Stored items:
++++++++++++++++++++

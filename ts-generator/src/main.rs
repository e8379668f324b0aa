/*!
 * Standalone TypeScript type generator for the integra frontend
 *
 * Writes the session, permission and guard decision types used by the
 * browser code to `frontend/src/generated`.
 *
 * Usage: cargo run -p integra-ts-generator
 */

use integra_types::{ts_rs::TS, *};

fn main() -> Result<(), Box<dyn std::error::Error>> {
    // CARGO_MANIFEST_DIR points to the ts-generator directory, parent is workspace root
    let manifest_dir = std::env::var("CARGO_MANIFEST_DIR")?;
    let workspace_root = std::path::Path::new(&manifest_dir)
        .parent()
        .ok_or("Failed to get workspace root")?;
    let export_dir = workspace_root.join("frontend/src/generated");

    std::env::set_var("TS_RS_EXPORT_DIR", &export_dir);

    println!("🔧 Generating TypeScript bindings for the authorization core...");

    // Identity and permissions
    Role::export()?;
    Capability::export()?;
    PermissionSet::export()?;
    User::export()?;

    // Session
    Session::export()?;
    SessionStatus::export()?;
    AuthErrorKind::export()?;

    // Guards and navigation
    RouteDecision::export()?;
    CapabilityDecision::export()?;
    NavItem::export()?;

    println!("✅ TypeScript bindings generated successfully!");
    println!("📁 Generated files location: {}", export_dir.display());

    if export_dir.exists() {
        println!("\n📋 Generated files:");
        let mut entries: Vec<_> = std::fs::read_dir(&export_dir)?
            .filter_map(|entry| entry.ok())
            .filter(|entry| {
                entry
                    .path()
                    .extension()
                    .and_then(|ext| ext.to_str())
                    .map(|ext| ext == "ts")
                    .unwrap_or(false)
            })
            .collect();

        entries.sort_by_key(|entry| entry.file_name());

        for entry in entries {
            println!("   - {}", entry.file_name().to_string_lossy());
        }
    }

    Ok(())
}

++++++++++++++++++++

_Assignment:_
In your answer, repeat each of the records exactly.

_Output of the exercise:_
filename ts-generator/src/main.rs
repository e8379668f324b0aa
/*!
 * Standalone TypeScript type generator for the integra frontend
 *
 * Writes the session, permission and guard decision types used by the
 * browser code to `frontend/src/generated`.
 *
 * Usage: cargo run -p integra-ts-generator
 */

use integra_types::{ts_rs::TS, *};

fn main() -> Result<(), Box<dyn std::error::Error>> {
    // CARGO_MANIFEST_DIR points to the ts-generator directory, parent is workspace root
    let manifest_dir = std::env::var("CARGO_MANIFEST_DIR")?;
    let workspace_root = std::path::Path::new(&manifest_dir)
        .parent()
        .ok_or("Failed to get workspace root")?;
    let export_dir = workspace_root.join("frontend/src/generated");

    std::env::set_var("TS_RS_EXPORT_DIR", &export_dir);

    println!("🔧 Generating TypeScript bindings for the authorization core...");

    // Identity and permissions
    Role::export()?;
    Capability::export()?;
    PermissionSet::export()?;
    User::export()?;

    // Session
    Session::export()?;
    SessionStatus::export()?;
    AuthErrorKind::export()?;

    // Guards and navigation
    RouteDecision::export()?;
    CapabilityDecision::export()?;
    NavItem::export()?;

    println!("✅ TypeScript bindings generated successfully!");
    println!("📁 Generated files location: {}", export_dir.display());

    if export_dir.exists() {
        println!("\n📋 Generated files:");
        let mut entries: Vec<_> = std::fs::read_dir(&export_dir)?
            .filter_map(|entry| entry.ok())
            .filter(|entry| {
                entry
                    .path()
                    .extension()
                    .and_then(|ext| ext.to_str())
                    .map(|ext| ext == "ts")
                    .unwrap_or(false)
            })
            .collect();

        entries.sort_by_key(|entry| entry.file_name());

        for entry in entries {
            println!("   - {}", entry.file_name().to_string_lossy());
        }
    }

    Ok(())
}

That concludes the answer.